> **Task brief**: Send back every record exactly.
─── Data section
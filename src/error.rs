use thiserror::Error;

/// Errors surfaced by the grade engine.
///
/// Field-level parse anomalies are deliberately absent: an unparseable score
/// becomes a not-a-number marker on the record and never aborts a load.
#[derive(Debug, Error)]
pub enum GradebookError {
    /// The input could not be split into a header and a body at all.
    #[error("failed to load grade data: {0}")]
    LoadFailure(String),

    #[error("CSV error: {0}")]
    Csv(#[from] csv::Error),

    #[error("I/O error: {0}")]
    Io(#[from] std::io::Error),

    #[error("serialization error: {0}")]
    Json(#[from] serde_json::Error),

    #[error("invalid class filter {0:?}: expected \"all\" or a class number")]
    InvalidClassFilter(String),
}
──────
> **Written response**:
filename src/error.rs
use thiserror::Error;

/// Errors surfaced by the grade engine.
///
/// Field-level parse anomalies are deliberately absent: an unparseable score
/// becomes a not-a-number marker on the record and never aborts a load.
#[derive(Debug, Error)]
pub enum GradebookError {
    /// The input could not be split into a header and a body at all.
    #[error("failed to load grade data: {0}")]
    LoadFailure(String),

    #[error("CSV error: {0}")]
    Csv(#[from] csv::Error),

    #[error("I/O error: {0}")]
    Io(#[from] std::io::Error),

    #[error("serialization error: {0}")]
    Json(#[from] serde_json::Error),

    #[error("invalid class filter {0:?}: expected \"all\" or a class number")]
    InvalidClassFilter(String),
}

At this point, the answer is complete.